WHAT IS REQUIRED> Please go through the records below and return every line holding the word "Debug".

Collected data>
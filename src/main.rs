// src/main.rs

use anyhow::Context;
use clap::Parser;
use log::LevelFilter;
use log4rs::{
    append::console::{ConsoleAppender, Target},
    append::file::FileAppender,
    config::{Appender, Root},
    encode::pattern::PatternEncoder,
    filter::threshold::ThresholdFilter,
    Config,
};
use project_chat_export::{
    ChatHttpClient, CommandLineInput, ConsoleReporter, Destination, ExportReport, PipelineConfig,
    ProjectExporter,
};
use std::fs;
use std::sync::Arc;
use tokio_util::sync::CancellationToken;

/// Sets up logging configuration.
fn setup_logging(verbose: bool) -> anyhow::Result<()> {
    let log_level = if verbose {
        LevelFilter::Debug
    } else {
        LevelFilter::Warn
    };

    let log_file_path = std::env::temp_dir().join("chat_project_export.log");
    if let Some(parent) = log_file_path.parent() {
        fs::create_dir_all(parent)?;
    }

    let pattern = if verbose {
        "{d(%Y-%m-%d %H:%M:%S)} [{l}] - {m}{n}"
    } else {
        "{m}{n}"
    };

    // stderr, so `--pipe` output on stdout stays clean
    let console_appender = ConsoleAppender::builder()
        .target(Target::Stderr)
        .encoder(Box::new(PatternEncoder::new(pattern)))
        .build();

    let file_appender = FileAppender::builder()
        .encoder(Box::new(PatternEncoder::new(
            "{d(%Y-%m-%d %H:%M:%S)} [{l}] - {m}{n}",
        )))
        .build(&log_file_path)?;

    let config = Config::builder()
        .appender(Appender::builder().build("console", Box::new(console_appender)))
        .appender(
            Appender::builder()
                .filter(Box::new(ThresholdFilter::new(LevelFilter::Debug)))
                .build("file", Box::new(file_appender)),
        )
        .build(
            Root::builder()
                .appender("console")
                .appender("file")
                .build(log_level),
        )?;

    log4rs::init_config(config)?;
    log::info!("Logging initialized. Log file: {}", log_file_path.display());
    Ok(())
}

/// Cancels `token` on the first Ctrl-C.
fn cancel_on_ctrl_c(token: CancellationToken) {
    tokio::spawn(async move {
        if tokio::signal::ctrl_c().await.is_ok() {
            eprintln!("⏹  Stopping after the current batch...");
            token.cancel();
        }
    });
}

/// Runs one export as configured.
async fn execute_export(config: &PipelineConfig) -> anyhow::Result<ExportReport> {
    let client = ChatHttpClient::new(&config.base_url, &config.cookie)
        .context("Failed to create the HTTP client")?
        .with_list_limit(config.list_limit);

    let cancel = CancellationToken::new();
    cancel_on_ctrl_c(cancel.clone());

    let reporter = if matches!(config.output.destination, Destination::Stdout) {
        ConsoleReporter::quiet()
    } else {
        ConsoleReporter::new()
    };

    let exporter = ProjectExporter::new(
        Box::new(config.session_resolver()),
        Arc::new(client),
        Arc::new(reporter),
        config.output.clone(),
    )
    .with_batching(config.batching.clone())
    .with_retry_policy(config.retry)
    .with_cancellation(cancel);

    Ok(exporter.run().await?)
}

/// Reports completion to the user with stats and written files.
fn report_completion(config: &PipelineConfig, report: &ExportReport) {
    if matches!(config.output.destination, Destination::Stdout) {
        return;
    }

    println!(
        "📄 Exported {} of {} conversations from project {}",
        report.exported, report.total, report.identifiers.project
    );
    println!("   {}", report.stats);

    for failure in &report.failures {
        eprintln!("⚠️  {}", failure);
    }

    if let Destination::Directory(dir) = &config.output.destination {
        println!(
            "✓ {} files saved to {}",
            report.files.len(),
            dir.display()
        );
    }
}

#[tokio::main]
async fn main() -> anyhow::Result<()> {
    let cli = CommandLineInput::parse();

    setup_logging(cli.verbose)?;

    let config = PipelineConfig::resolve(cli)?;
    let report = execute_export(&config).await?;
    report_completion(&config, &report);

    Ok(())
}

PROBLEM SOLUTION>
        LevelFilter::Debug
                .filter(Box::new(ThresholdFilter::new(LevelFilter::Debug)))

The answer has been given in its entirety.